Using the string "AppState" as the key, pull each matching line out of the records below.

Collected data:
'''
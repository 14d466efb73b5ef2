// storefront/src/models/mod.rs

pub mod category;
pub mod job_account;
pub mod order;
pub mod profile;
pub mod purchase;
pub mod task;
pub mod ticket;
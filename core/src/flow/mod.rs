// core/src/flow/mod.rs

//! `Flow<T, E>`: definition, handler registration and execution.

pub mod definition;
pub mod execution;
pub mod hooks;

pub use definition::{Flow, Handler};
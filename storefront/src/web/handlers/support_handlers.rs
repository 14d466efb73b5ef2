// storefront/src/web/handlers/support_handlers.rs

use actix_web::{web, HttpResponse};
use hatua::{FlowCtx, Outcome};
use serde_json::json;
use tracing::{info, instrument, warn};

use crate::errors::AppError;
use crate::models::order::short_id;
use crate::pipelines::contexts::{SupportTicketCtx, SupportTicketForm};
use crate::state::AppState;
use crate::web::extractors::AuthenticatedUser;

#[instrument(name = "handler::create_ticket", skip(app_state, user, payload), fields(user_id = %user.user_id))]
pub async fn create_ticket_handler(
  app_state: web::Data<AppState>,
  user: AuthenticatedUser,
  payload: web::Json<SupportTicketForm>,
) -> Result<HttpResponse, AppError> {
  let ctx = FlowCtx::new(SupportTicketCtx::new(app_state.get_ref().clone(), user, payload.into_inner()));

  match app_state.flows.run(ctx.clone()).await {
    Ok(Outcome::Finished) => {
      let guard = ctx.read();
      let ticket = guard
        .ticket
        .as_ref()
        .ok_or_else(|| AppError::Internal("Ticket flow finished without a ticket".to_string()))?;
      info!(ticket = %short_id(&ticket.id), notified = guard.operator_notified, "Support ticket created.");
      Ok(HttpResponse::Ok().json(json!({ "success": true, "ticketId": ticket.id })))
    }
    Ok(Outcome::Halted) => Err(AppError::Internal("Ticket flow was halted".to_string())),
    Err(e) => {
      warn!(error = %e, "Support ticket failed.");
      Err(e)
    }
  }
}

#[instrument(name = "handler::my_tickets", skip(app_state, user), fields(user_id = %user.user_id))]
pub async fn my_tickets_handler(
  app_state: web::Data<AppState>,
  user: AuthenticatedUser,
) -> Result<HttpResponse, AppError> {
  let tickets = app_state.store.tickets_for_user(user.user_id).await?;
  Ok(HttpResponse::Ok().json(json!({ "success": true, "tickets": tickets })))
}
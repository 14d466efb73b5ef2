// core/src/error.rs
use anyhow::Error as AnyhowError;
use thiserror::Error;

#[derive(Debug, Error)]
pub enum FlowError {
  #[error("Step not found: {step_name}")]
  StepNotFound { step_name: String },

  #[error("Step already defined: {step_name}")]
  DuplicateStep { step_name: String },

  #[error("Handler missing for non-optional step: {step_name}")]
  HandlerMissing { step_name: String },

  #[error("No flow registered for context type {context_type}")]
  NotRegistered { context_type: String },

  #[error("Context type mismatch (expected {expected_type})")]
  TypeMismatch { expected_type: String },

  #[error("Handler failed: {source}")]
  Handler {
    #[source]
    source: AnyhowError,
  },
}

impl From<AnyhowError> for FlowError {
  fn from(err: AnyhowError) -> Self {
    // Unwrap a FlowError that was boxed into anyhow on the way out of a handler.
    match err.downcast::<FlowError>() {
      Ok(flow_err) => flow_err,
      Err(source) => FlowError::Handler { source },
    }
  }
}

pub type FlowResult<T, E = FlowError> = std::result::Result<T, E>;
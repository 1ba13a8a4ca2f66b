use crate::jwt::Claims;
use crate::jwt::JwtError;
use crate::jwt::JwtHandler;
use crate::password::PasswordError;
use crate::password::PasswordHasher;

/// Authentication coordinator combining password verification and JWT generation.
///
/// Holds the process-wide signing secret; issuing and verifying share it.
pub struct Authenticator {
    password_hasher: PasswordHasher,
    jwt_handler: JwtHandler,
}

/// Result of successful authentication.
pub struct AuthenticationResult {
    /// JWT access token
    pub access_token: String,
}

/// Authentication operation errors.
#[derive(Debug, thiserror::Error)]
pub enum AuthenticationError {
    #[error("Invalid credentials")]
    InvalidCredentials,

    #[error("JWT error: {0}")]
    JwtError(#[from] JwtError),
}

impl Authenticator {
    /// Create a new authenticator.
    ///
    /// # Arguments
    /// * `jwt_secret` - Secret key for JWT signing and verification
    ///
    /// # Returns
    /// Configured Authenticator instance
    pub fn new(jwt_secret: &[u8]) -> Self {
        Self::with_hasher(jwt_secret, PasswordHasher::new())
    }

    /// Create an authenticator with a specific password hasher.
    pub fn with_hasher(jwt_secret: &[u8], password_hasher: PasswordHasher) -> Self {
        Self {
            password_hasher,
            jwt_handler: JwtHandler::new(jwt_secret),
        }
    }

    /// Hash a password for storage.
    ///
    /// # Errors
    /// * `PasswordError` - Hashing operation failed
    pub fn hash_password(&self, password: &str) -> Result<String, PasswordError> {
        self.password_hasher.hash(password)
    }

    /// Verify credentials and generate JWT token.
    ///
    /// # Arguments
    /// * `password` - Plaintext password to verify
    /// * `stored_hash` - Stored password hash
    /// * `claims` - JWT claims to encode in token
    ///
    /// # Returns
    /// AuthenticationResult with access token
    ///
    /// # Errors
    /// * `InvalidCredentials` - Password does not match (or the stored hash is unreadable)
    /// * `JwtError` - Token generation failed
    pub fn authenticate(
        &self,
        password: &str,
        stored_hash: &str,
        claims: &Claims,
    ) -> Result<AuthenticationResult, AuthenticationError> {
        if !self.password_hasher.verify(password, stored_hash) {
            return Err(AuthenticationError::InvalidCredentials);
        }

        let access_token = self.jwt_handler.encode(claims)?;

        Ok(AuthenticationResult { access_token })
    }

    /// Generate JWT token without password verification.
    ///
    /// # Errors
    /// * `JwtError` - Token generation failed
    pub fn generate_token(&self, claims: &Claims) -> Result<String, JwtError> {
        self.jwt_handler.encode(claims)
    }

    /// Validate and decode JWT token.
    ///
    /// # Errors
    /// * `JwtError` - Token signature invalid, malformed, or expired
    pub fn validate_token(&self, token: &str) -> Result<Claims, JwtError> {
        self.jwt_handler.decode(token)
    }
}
'''
'''
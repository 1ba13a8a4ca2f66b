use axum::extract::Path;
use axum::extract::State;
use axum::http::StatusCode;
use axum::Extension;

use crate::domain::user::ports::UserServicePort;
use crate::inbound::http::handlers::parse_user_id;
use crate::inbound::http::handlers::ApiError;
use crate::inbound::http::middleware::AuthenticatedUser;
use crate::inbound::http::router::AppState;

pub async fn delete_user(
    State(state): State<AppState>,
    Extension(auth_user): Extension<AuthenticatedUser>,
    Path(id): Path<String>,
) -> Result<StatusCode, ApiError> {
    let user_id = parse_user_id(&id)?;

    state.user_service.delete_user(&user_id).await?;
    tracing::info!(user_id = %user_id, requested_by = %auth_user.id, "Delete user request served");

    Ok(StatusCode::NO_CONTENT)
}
'''
'''
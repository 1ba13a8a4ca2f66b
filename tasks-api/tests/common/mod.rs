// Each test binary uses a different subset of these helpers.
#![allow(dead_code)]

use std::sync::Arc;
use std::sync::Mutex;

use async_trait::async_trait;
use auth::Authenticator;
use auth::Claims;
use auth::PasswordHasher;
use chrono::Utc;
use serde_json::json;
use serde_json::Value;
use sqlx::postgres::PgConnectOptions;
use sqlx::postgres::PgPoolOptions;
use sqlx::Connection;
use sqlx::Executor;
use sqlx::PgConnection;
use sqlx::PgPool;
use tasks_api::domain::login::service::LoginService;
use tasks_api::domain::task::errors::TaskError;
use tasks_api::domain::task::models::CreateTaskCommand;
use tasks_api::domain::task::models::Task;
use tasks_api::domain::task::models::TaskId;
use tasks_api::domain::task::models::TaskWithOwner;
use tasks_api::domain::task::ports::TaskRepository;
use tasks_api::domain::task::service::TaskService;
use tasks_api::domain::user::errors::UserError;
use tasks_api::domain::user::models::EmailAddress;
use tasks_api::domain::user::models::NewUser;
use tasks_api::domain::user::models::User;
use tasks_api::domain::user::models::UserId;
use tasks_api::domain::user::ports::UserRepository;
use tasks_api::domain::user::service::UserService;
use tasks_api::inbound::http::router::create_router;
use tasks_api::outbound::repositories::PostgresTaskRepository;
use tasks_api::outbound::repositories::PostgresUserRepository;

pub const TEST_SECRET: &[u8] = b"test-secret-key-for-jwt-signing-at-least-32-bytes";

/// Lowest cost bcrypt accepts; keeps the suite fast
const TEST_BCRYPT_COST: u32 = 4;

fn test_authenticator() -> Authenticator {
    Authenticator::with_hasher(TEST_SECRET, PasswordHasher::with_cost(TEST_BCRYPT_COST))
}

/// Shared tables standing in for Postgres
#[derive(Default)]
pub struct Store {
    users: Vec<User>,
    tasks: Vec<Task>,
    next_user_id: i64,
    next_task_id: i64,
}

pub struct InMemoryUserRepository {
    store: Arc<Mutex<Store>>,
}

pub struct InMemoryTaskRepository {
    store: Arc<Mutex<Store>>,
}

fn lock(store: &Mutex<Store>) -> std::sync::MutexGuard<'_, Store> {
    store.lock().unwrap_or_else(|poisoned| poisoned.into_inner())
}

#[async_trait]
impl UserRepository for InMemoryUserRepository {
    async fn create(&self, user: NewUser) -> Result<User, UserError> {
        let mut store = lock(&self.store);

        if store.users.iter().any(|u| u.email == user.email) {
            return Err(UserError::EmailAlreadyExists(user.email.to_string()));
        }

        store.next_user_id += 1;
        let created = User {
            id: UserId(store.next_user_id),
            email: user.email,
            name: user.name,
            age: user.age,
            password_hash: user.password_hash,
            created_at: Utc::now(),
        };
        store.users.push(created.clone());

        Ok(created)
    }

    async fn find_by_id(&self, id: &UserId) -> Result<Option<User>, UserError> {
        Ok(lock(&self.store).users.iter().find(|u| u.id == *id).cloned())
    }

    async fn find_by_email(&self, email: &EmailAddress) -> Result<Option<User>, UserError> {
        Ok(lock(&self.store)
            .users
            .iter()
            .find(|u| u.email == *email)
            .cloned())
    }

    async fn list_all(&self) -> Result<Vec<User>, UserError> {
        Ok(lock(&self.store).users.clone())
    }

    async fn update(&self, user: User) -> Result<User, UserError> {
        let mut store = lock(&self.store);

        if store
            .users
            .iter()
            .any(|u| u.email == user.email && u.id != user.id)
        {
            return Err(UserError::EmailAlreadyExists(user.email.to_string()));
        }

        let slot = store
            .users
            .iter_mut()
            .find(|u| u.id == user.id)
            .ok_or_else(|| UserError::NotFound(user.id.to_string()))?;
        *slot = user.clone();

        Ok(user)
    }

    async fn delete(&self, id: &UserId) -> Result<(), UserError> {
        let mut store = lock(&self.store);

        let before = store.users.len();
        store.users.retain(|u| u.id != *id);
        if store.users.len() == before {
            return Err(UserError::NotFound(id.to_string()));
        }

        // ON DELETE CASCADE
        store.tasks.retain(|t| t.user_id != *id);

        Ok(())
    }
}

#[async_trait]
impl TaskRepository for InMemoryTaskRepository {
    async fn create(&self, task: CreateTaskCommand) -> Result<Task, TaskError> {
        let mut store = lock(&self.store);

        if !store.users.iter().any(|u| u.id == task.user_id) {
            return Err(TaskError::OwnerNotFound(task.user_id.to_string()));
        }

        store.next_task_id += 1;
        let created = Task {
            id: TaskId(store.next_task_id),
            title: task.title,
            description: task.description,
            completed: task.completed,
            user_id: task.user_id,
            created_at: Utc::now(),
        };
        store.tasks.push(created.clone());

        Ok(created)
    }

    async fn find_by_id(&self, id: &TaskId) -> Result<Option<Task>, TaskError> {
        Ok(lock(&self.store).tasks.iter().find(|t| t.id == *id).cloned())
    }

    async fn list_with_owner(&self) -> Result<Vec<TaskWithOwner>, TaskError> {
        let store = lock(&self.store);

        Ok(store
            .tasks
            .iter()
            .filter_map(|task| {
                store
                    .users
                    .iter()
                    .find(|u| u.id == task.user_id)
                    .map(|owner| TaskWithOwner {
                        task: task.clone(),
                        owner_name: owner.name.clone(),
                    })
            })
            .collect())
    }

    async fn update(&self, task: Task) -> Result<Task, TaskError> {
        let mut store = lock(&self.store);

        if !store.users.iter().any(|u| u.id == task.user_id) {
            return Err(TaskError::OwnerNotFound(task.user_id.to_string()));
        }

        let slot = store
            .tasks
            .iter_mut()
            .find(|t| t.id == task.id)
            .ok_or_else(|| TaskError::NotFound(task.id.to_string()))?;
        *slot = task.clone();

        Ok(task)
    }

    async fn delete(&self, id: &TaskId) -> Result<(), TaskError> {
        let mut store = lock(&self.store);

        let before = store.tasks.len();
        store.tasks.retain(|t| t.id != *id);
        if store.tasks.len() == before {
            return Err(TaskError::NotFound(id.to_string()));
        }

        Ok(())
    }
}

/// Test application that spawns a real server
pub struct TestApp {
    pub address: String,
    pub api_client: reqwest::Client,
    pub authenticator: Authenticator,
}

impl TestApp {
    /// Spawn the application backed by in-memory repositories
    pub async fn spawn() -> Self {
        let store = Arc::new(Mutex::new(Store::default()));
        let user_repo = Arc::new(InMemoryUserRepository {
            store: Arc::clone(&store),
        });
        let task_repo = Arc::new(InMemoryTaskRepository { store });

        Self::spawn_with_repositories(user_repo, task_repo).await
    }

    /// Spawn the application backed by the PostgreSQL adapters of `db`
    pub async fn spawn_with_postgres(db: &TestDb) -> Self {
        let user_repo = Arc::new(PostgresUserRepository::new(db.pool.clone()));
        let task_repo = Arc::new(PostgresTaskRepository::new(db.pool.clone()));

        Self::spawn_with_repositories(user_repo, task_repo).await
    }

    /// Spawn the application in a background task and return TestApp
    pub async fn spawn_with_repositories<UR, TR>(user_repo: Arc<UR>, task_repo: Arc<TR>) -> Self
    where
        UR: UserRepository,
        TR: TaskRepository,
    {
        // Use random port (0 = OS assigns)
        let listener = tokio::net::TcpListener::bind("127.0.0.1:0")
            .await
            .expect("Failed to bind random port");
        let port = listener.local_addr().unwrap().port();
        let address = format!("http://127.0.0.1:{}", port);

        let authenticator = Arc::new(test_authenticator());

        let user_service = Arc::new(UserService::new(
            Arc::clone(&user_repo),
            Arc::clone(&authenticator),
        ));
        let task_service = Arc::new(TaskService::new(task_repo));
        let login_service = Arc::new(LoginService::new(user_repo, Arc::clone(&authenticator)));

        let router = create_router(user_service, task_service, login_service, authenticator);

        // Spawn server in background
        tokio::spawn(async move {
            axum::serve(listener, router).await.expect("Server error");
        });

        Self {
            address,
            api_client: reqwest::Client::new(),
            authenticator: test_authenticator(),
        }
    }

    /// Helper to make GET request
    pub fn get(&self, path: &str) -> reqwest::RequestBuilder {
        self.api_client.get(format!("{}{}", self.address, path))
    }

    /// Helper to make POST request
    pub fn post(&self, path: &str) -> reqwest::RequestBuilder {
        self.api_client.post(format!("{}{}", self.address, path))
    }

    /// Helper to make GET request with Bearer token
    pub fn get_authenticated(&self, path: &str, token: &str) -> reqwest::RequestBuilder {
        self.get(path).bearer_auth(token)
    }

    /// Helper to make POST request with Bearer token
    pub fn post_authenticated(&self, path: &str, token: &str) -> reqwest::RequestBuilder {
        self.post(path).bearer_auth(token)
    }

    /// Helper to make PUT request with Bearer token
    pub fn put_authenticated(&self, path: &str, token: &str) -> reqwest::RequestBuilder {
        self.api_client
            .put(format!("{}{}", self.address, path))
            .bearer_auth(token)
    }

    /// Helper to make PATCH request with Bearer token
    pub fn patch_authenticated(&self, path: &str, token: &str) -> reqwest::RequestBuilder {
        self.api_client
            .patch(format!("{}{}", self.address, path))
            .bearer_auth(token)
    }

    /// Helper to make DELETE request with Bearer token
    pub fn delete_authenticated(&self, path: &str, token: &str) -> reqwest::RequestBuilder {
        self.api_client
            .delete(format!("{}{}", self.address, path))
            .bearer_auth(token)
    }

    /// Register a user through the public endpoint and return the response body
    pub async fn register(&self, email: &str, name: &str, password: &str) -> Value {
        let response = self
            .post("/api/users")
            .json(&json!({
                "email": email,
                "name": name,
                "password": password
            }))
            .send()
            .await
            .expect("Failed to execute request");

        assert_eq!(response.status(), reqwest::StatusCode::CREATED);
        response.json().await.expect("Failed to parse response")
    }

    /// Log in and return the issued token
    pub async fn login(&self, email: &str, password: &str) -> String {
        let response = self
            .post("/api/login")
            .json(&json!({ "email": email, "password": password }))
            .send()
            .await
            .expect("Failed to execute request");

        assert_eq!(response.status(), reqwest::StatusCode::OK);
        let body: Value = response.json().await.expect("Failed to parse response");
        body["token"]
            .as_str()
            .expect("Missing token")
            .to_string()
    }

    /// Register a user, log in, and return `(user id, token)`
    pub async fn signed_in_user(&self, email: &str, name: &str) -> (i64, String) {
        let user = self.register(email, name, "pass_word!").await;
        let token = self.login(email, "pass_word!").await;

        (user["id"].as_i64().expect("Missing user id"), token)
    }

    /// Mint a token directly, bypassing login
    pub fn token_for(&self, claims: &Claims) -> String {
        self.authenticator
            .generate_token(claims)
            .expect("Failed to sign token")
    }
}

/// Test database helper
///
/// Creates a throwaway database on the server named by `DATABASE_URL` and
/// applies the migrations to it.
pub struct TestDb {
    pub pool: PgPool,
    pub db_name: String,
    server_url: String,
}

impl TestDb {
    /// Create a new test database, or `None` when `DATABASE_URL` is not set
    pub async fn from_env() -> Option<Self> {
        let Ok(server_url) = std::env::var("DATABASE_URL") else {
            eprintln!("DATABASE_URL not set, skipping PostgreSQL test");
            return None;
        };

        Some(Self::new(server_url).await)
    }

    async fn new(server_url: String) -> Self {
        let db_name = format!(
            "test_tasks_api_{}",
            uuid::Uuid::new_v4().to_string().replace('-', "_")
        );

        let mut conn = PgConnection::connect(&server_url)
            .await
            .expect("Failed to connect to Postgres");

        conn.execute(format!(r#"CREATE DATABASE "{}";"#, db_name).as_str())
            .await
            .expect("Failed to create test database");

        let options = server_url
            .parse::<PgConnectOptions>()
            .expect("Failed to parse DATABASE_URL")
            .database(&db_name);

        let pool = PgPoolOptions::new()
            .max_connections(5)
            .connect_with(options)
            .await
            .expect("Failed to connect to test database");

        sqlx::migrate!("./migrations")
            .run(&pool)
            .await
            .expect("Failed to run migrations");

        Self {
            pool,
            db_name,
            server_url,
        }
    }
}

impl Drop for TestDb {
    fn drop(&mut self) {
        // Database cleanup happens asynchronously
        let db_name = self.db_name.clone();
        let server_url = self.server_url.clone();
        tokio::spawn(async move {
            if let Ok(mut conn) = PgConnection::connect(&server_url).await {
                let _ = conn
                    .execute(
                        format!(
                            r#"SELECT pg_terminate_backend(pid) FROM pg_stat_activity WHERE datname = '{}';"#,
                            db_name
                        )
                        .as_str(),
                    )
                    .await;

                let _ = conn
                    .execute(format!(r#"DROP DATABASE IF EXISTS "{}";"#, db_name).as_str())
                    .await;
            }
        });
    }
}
'''
SOLUTION:
use crate::state::AppState;
  app_state: web::Data<AppState>,
  app_state: web::Data<AppState>,
use crate::inbound::http::router::AppState;
    State(state): State<AppState>,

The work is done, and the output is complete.